O congelamento dos gastos transformou-se numa imensa armadilha, pois os gastos primários tenderão a ser sempre reduzidos, mesmo que haja elevação de arrecadação de tributos ou crescimento econômico, o que impossibilita o cumprimento dos objetivos previstos no Artigo 3º da Constituição Federal. Por outro lado, a limitação imposta aos gastos públicos acaba gerando restrições ao aumento de receitas tributárias e ao crescimento econômico. Ou seja, a EC95 criou um círculo vicioso, que precisa ser urgentemente rompido, sob pena de trancar o crescimento e perpetuar a desigualdade.

O equilíbrio fiscal, tantas vezes usado como justificativa para a restrição aos gastos, depende muito mais da arrecadação de tributos do que dos limites estabelecidos para os gastos. Aliás, em 2016, quando foi aprovada a EC95, não havia crescimento descontrolado dos gastos, como se dizia, mas sim uma redução brutal da arrecadação, decorrente da crise econômica, da sonegação e das renúncias fiscais.

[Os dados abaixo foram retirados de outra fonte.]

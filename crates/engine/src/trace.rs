//! Trace steps emitted per node execution when sampled (spec §3 "Trace
//! step", §4.6 "Tracing").

use chrono::{DateTime, Utc};
use hermod_core::{MessageId, NodeId, WorkflowId};
use serde_json::Value as JsonValue;
use std::time::Duration;

/// One sampled node execution: when it ran, how long it took, whether it
/// errored, and a snapshot of the message data at that point (spec §3).
#[derive(Debug, Clone)]
pub struct TraceStep {
    /// The workflow this step belongs to.
    pub workflow_id: WorkflowId,
    /// The message being routed.
    pub message_id: Option<MessageId>,
    /// The node that executed.
    pub node_id: NodeId,
    /// When evaluation started.
    pub timestamp: DateTime<Utc>,
    /// How long evaluation took.
    pub elapsed: Duration,
    /// The evaluation error, if any.
    pub error: Option<String>,
    /// A snapshot of the message payload after this node ran.
    pub data: JsonValue,
}

/// A cheap counter-based sampler, avoiding a `rand` dependency for a
/// single boolean coin flip: accepts roughly `rate` of calls by
/// advancing a saturating counter and comparing against a fixed
/// denominator, which is deterministic (useful for tests) and close
/// enough to uniform for trace/backpressure sampling.
pub struct RateSampler {
    rate: f64,
    counter: std::sync::atomic::AtomicU64,
}

impl RateSampler {
    /// Build a sampler that accepts roughly `rate` (clamped to `[0,
    /// 1]`) of `should_sample` calls.
    #[must_use]
    pub fn new(rate: f64) -> Self {
        Self { rate: rate.clamp(0.0, 1.0), counter: std::sync::atomic::AtomicU64::new(0) }
    }

    /// `true` roughly `rate` of the time, deterministically.
    pub fn should_sample(&self) -> bool {
        if self.rate <= 0.0 {
            return false;
        }
        if self.rate >= 1.0 {
            return true;
        }
        const DENOMINATOR: u64 = 1000;
        let threshold = (self.rate * DENOMINATOR as f64) as u64;
        let n = self.counter.fetch_add(1, std::sync::atomic::Ordering::Relaxed) % DENOMINATOR;
        n < threshold
    }
}
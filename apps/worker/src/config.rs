//! Layered worker process configuration: defaults -> TOML file -> environment
//! -> CLI flags (spec §6 "Environment variables", §4.2 `sync_interval`).

use std::path::PathBuf;

use figment::Figment;
use figment::providers::{Env, Format, Serialized, Toml};
use serde::{Deserialize, Serialize};

use crate::Cli;

/// Which [`hermod_catalog::Catalog`] backend to construct.
#[derive(Debug, Clone, Copy, PartialEq, Eq, Serialize, Deserialize, clap::ValueEnum)]
#[serde(rename_all = "lowercase")]
pub enum CatalogBackend {
    /// `hermod_catalog::InMemoryCatalog` — not durable, for local smoke-testing.
    Memory,
}

impl Default for CatalogBackend {
    fn default() -> Self {
        Self::Memory
    }
}

/// Resolved worker process configuration.
#[derive(Debug, Clone, Serialize, Deserialize)]
#[serde(default)]
pub struct Config {
    /// This worker's stable identity, as a UUID string. Generated fresh if
    /// unset or unparsable.
    pub worker_id: Option<String>,
    /// Catalog backend to construct.
    pub catalog: CatalogBackend,
    /// Reconciler sync cycle cadence, in seconds (spec §4.2 default 10, floor 200ms).
    pub sync_interval_secs: u64,
    /// `tracing` `EnvFilter` directive.
    pub log_filter: String,
    /// `true` for newline-delimited JSON logs instead of pretty ANSI.
    pub log_json: bool,
}

impl Default for Config {
    fn default() -> Self {
        Self {
            worker_id: None,
            catalog: CatalogBackend::default(),
            sync_interval_secs: hermod_reconciler::DEFAULT_SYNC_INTERVAL.as_secs(),
            log_filter: "info".to_string(),
            log_json: false,
        }
    }
}

impl Config {
    /// Load configuration by merging, in ascending priority: compiled-in
    /// defaults, an optional TOML file, `HERMOD_`-prefixed environment
    /// variables, then CLI flags.
    pub fn load(cli: &Cli) -> Result<Self, figment::Error> {
        let mut figment = Figment::new()
            .merge(Serialized::defaults(Config::default()))
            .merge(Env::prefixed("HERMOD_"));

        match &cli.config {
            Some(path) => figment = figment.merge(Toml::file(path)),
            None if Self::default_path().exists() => {
                figment = figment.merge(Toml::file(Self::default_path()));
            }
            None => {}
        }

        let mut config: Config = figment.extract()?;

        if let Some(worker_id) = &cli.worker_id {
            config.worker_id = Some(worker_id.clone());
        }
        if let Some(catalog) = cli.catalog {
            config.catalog = catalog;
        }
        if let Some(sync_interval) = cli.sync_interval_secs {
            config.sync_interval_secs = sync_interval;
        }
        if cli.log_json {
            config.log_json = true;
        }
        if let Some(filter) = &cli.log_filter {
            config.log_filter = filter.clone();
        }

        Ok(config)
    }

    /// Resolve to a concrete [`hermod_core::WorkerId`], generating one if
    /// the caller left it unset or it fails to parse as a UUID.
    #[must_use]
    pub fn resolved_worker_id(&self) -> hermod_core::WorkerId {
        self.worker_id
            .as_deref()
            .and_then(|s| hermod_core::WorkerId::parse(s).ok())
            .unwrap_or_else(hermod_core::WorkerId::v4)
    }

    /// The config file path candidate checked by default when `--config`
    /// is not passed (not itself loaded unless it exists).
    #[must_use]
    pub fn default_path() -> PathBuf {
        PathBuf::from("hermod-worker.toml")
    }
}

#[cfg(test)]
mod tests {
    use super::*;

    #[test]
    fn defaults_match_reconciler_constant() {
        let config = Config::default();
        assert_eq!(config.sync_interval_secs, 10);
        assert_eq!(config.catalog, CatalogBackend::Memory);
    }

    #[test]
    fn resolved_worker_id_is_stable_when_set() {
        let id = "550e8400-e29b-41d4-a716-446655440000";
        let config = Config {
            worker_id: Some(id.to_string()),
            ..Config::default()
        };
        assert_eq!(config.resolved_worker_id().to_string(), id);
    }

    #[test]
    fn resolved_worker_id_generates_when_unset() {
        let config = Config::default();
        assert!(!config.resolved_worker_id().is_nil());
    }

    #[test]
    fn resolved_worker_id_falls_back_on_unparsable_string() {
        let config = Config {
            worker_id: Some("not-a-uuid".to_string()),
            ..Config::default()
        };
        assert!(!config.resolved_worker_id().is_nil());
    }
}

Para aumentar a arrecadação, no entanto, é necessário investimento público, tanto na capacidade do Estado de combater a sonegação, quanto na implementação de políticas públicas que possam promover o crescimento econômico. O aumento de arrecadação, portanto, depende, em grande medida da possibilidade de gastar e de investir. Também é importante ter em conta que o equilíbrio fiscal poderia ser alcançado com a tributação das altas rendas e das grandes fortunas dos super-ricos, que têm sido historicamente subtributados no Brasil.

Ao contrário do que costuma ser afirmado, o descongelamento dos gastos constitui medida muito mais favorável ao equilíbrio fiscal do que a manutenção das regras do teto. Aliás, em períodos de crise econômica, o déficit fiscal seria até desejável, pois o saldo negativo nas contas públicas representaria exatamente o superávit para o setor privado, e esses recursos são essenciais para acelerar o enfrentamento da crise. Portanto, a imposição de limites aos gastos acaba se convertendo em uma medida contrária ao crescimento econômico do país. 

Enquanto não seja totalmente revogada a EC95, é fundamental que os gastos com o bolsa família e alguns outros gastos essenciais ao funcionamento do Estado sejam retirados do teto. Da mesma forma os benefícios previdenciários deveriam ser liberados dos limites estabelecidos pelo congelamento. Os primeiros por significarem as condições essenciais para combate à pobreza e a fome. Os segundos por constituírem, ainda que parcialmente, contrapartida de contribuições individuais específicas dos beneficiários.

Além disso, é importante considerar que o congelamento dos benefícios previdenciários impõe limites ao crescimento do valor do salário mínimo, e isso acaba se convertendo em instrumento de ampliação de lucros para o setor empresarial, aprofundando a desigualdade social. O congelamento dos gastos primários foi também justificado como uma medida necessária para evitar a ampliação do endividamento público. No entanto, serviu somente para reduzir as políticas públicas do Estado, pois o endividamento público não se reduziu, pelo contrário, cresceu de forma muito mais expressiva depois de 2016.

A história nos ensina que, em períodos de crise econômica, os gastos públicos são fundamentais, pois injetam os recursos necessários para a retomada das atividades econômicas. Descongelar parte dos gastos sociais, neste momento, além de criar condições para proteção social aos mais vulneráveis, e para acabar com a fome, significa também, sem dúvida alguma, a forma mais rápida e eficaz de enfrentamento da crise em que estamos metidos, pois libera espaço fiscal para o Estado poder investir e, com isso, voltar a crescer e gerar empregos, reduzir as desigualdades e recuperar uma condição fiscal equilibrada.

* Este é um artigo de opinião. A visão do autor não necessariamente expressa a linha editorial do jornal Brasil de Fato.